Exercise objective = Run through the records and, wherever a line holds the word "frequency", return that line.

(Saved entries)
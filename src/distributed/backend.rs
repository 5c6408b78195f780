use super::Collective;
use crate::utils::error::{Result, SplatGridError};
use candle_core::Tensor;
use std::collections::{HashMap, VecDeque};
use std::sync::{Arc, Barrier, Condvar, Mutex};

struct SharedState {
    buffers: Mutex<Vec<Option<Tensor>>>,
    barrier: Barrier,
    mailboxes: Mutex<HashMap<(usize, usize), VecDeque<Tensor>>>,
    mail_ready: Condvar,
    subgroups: Mutex<HashMap<Vec<usize>, Arc<SharedState>>>,
}

impl SharedState {
    fn new(size: usize) -> Self {
        Self {
            buffers: Mutex::new((0..size).map(|_| None).collect()),
            barrier: Barrier::new(size),
            mailboxes: Mutex::new(HashMap::new()),
            mail_ready: Condvar::new(),
            subgroups: Mutex::new(HashMap::new()),
        }
    }
}

/// In-process collective backend.
///
/// All members of a group are threads sharing one rendezvous state: a slot
/// buffer per rank plus a barrier for the write/combine phases. Blocking and
/// call-order matching behave exactly like a multi-process backend, which is
/// what makes single-process SPMD tests honest.
pub struct LocalComm {
    rank: usize,
    world_size: usize,
    shared: Arc<SharedState>,
}

impl LocalComm {
    /// Create one handle per rank over a fresh shared state.
    ///
    /// The returned handles are moved onto one thread each; a thread must
    /// only ever use its own handle.
    pub fn new_group_set(world_size: usize) -> Vec<Self> {
        let shared = Arc::new(SharedState::new(world_size));

        (0..world_size)
            .map(|rank| Self {
                rank,
                world_size,
                shared: shared.clone(),
            })
            .collect()
    }

    /// Check that every slot holds the same shape and dtype.
    ///
    /// Runs identically on every member over the same buffers, so either all
    /// members succeed or all members observe the same mismatch (fail-stop,
    /// no divergence).
    fn verify_uniform(buffers: &[Option<Tensor>]) -> Result<()> {
        let first = buffers[0]
            .as_ref()
            .ok_or_else(|| SplatGridError::Collective("empty collective slot".to_string()))?;
        for (i, slot) in buffers.iter().enumerate().skip(1) {
            let t = slot
                .as_ref()
                .ok_or_else(|| SplatGridError::Collective("empty collective slot".to_string()))?;
            if t.dims() != first.dims() || t.dtype() != first.dtype() {
                return Err(SplatGridError::Collective(format!(
                    "collective shape mismatch: rank 0 has {:?} {:?}, rank {} has {:?} {:?}",
                    first.dims(),
                    first.dtype(),
                    i,
                    t.dims(),
                    t.dtype()
                )));
            }
        }
        Ok(())
    }
}

impl Collective for LocalComm {
    fn rank(&self) -> usize {
        self.rank
    }

    fn world_size(&self) -> usize {
        self.world_size
    }

    fn all_reduce(&self, tensor: &Tensor) -> Result<Tensor> {
        // 1. Write to own slot
        {
            let mut buffers = self.shared.buffers.lock().unwrap();
            buffers[self.rank] = Some(tensor.clone());
        }

        // 2. Wait for all writers
        self.shared.barrier.wait();

        // 3. Every member verifies and combines from the same slots
        let combined = {
            let buffers = self.shared.buffers.lock().unwrap();
            Self::verify_uniform(&buffers).and_then(|_| {
                let mut sum = buffers[0].as_ref().unwrap().clone();
                for slot in buffers.iter().skip(1) {
                    sum = (sum + slot.as_ref().unwrap())?;
                }
                Ok(sum)
            })
        };

        // 4. Hold everyone until all reads are done; on a mismatch every
        //    member reaches this point with the same error
        self.shared.barrier.wait();

        combined
    }

    fn all_gather(&self, tensor: &Tensor) -> Result<Tensor> {
        {
            let mut buffers = self.shared.buffers.lock().unwrap();
            buffers[self.rank] = Some(tensor.clone());
        }

        self.shared.barrier.wait();

        let gathered = {
            let buffers = self.shared.buffers.lock().unwrap();
            Self::verify_uniform(&buffers).and_then(|_| {
                let tensors: Vec<&Tensor> =
                    buffers.iter().map(|t| t.as_ref().unwrap()).collect();
                Ok(Tensor::cat(&tensors, 0)?)
            })
        };

        self.shared.barrier.wait();

        gathered
    }

    fn broadcast(&self, tensor: &Tensor, root: usize) -> Result<Tensor> {
        if root >= self.world_size {
            return Err(SplatGridError::Collective(format!(
                "broadcast root {} out of range for group of {}",
                root, self.world_size
            )));
        }

        if self.rank == root {
            let mut buffers = self.shared.buffers.lock().unwrap();
            buffers[root] = Some(tensor.clone());
        }

        self.shared.barrier.wait();

        let result = {
            let buffers = self.shared.buffers.lock().unwrap();
            buffers[root].as_ref().unwrap().clone()
        };

        self.shared.barrier.wait();

        Ok(result)
    }

    fn barrier(&self) -> Result<()> {
        self.shared.barrier.wait();
        Ok(())
    }

    fn send(&self, tensor: &Tensor, dst: usize) -> Result<()> {
        if dst >= self.world_size {
            return Err(SplatGridError::Collective(format!(
                "send destination {} out of range for group of {}",
                dst, self.world_size
            )));
        }

        let mut mailboxes = self.shared.mailboxes.lock().unwrap();
        mailboxes
            .entry((self.rank, dst))
            .or_default()
            .push_back(tensor.clone());
        self.shared.mail_ready.notify_all();
        Ok(())
    }

    fn recv(&self, src: usize) -> Result<Tensor> {
        if src >= self.world_size {
            return Err(SplatGridError::Collective(format!(
                "recv source {} out of range for group of {}",
                src, self.world_size
            )));
        }

        let key = (src, self.rank);
        let mut mailboxes = self.shared.mailboxes.lock().unwrap();
        loop {
            if let Some(tensor) = mailboxes.get_mut(&key).and_then(|q| q.pop_front()) {
                return Ok(tensor);
            }
            mailboxes = self.shared.mail_ready.wait(mailboxes).unwrap();
        }
    }

    fn new_group(&self, ranks: &[usize]) -> Result<Arc<dyn Collective>> {
        if ranks.is_empty() {
            return Err(SplatGridError::Collective(
                "cannot create an empty group".to_string(),
            ));
        }
        for &r in ranks {
            if r >= self.world_size {
                return Err(SplatGridError::Collective(format!(
                    "group member {} out of range for world of {}",
                    r, self.world_size
                )));
            }
        }
        let sub_rank = ranks
            .iter()
            .position(|&r| r == self.rank)
            .ok_or_else(|| {
                SplatGridError::Collective(format!(
                    "rank {} is not a member of group {:?}",
                    self.rank, ranks
                ))
            })?;

        // Members rendezvous on the rank list: the first caller creates the
        // scoped state, the rest attach to it.
        let child = {
            let mut subgroups = self.shared.subgroups.lock().unwrap();
            subgroups
                .entry(ranks.to_vec())
                .or_insert_with(|| Arc::new(SharedState::new(ranks.len())))
                .clone()
        };

        Ok(Arc::new(LocalComm {
            rank: sub_rank,
            world_size: ranks.len(),
            shared: child,
        }))
    }
}
//! Ownership rebalancing across the global group.
//!
//! Growth and pruning happen locally, so worker slices drift apart over
//! time. On a cadence counted in growth events, every worker gathers all
//! slice counts, derives the same transfer plan from them, and plays its
//! part in that plan with paired point-to-point transfers. Optimizer state
//! always travels inside the transfer records, and a second count gather
//! verifies exact conservation before the call returns.

use crate::distributed::{all_gather_counts, CommGroup};
use crate::scene::points::PointStore;
use crate::utils::error::{Result, SplatGridError};
use crate::utils::metrics;
use candle_core::Device;
use tracing::{debug, info};

/// One leg of a transfer plan.
#[derive(Debug, Clone, Copy, PartialEq, Eq)]
pub struct Move {
    pub from: usize,
    pub to: usize,
    pub count: usize,
}

/// Target count for `rank` when `total` points spread over `n` workers,
/// remainder to the first workers.
pub fn target_count(total: usize, n: usize, rank: usize) -> usize {
    total / n + usize::from(rank < total % n)
}

/// Derive the transfer plan every rank computes identically.
///
/// Counts already within one point of their target on every worker yield
/// an empty plan. Otherwise donors (above target, ascending rank) ship
/// their surplus to receivers (below target, ascending rank) until every
/// count equals its target exactly.
pub fn plan_moves(counts: &[usize]) -> Vec<Move> {
    let n = counts.len();
    if n == 0 {
        return Vec::new();
    }
    let total: usize = counts.iter().sum();
    let balanced = counts
        .iter()
        .enumerate()
        .all(|(r, &c)| c.abs_diff(target_count(total, n, r)) <= 1);
    if balanced {
        return Vec::new();
    }

    let mut surplus: Vec<(usize, usize)> = Vec::new();
    let mut deficit: Vec<(usize, usize)> = Vec::new();
    for (r, &c) in counts.iter().enumerate() {
        let t = target_count(total, n, r);
        if c > t {
            surplus.push((r, c - t));
        } else if c < t {
            deficit.push((r, t - c));
        }
    }

    let mut moves = Vec::new();
    let mut di = 0;
    for (from, mut extra) in surplus {
        while extra > 0 && di < deficit.len() {
            let (to, need) = deficit[di];
            let count = extra.min(need);
            moves.push(Move { from, to, count });
            extra -= count;
            if need == count {
                di += 1;
            } else {
                deficit[di].1 -= count;
            }
        }
    }
    moves
}

/// Cadence bookkeeping plus the collective rebalancing step.
#[derive(Debug)]
pub struct RedistributionController {
    frequency: usize,
    enabled: bool,
    growth_events: usize,
}

impl RedistributionController {
    pub fn new(frequency: usize, enabled: bool) -> Self {
        Self {
            frequency,
            enabled,
            growth_events: 0,
        }
    }

    /// Count one executed growth pass. Returns true when this event lands
    /// on the redistribution cadence.
    ///
    /// The count advances only for passes every worker actually executed,
    /// so the return value is an agreed signal the whole grid can branch on.
    pub fn on_growth_event(&mut self) -> bool {
        self.growth_events += 1;
        self.enabled && self.frequency > 0 && self.growth_events % self.frequency == 0
    }

    pub fn growth_events(&self) -> usize {
        self.growth_events
    }

    /// Rebalance ownership over `global`. Returns the number of points that
    /// changed owner, summed over the whole grid.
    ///
    /// Donors surrender their highest ids, so the plan's selection is
    /// deterministic given identical pre-state. Every rank runs the same
    /// plan; ranks a move does not name stay silent, which is safe because
    /// transfers are point-to-point, not collectives.
    pub fn redistribute(
        &self,
        store: &mut PointStore,
        global: &CommGroup,
        device: &Device,
    ) -> Result<usize> {
        let rank = global.rank();
        let counts = all_gather_counts(store.n_owned(), global.comm())?;
        let total_before: usize = counts.iter().sum();
        let moves = plan_moves(&counts);
        if moves.is_empty() {
            debug!(?counts, "ownership already balanced");
            return Ok(0);
        }

        for mv in &moves {
            if mv.from == rank {
                let ids = store.highest_ids(mv.count);
                if ids.len() != mv.count {
                    return Err(SplatGridError::Redistribution(format!(
                        "planned to send {} points but only {} owned",
                        mv.count,
                        ids.len()
                    )));
                }
                let (ids_t, payload) = store.pack_transfer(&ids, device)?;
                global.send(&ids_t, mv.to)?;
                global.send(&payload, mv.to)?;
                store.remove_ids(&ids)?;
            } else if mv.to == rank {
                let ids_t = global.recv(mv.from)?;
                let payload = global.recv(mv.from)?;
                store.insert_transfer(&ids_t, &payload)?;
            }
        }

        let counts_after = all_gather_counts(store.n_owned(), global.comm())?;
        let total_after: usize = counts_after.iter().sum();
        if total_after != total_before {
            return Err(SplatGridError::Redistribution(format!(
                "point count changed during redistribution: {} -> {}",
                total_before, total_after
            )));
        }
        for (r, &c) in counts_after.iter().enumerate() {
            let t = target_count(total_before, counts_after.len(), r);
            if c != t {
                return Err(SplatGridError::Redistribution(format!(
                    "rank {} holds {} points after redistribution, target {}",
                    r, c, t
                )));
            }
        }

        let moved: usize = moves.iter().map(|m| m.count).sum();
        metrics::record_redistribution(moved);
        info!(moved, ?counts, after = ?counts_after, "redistributed point ownership");
        Ok(moved)
    }
}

Written solution =
    frequency: usize,
    pub fn new(frequency: usize, enabled: bool) -> Self {
            frequency,
        self.enabled && self.frequency > 0 && self.growth_events % self.frequency == 0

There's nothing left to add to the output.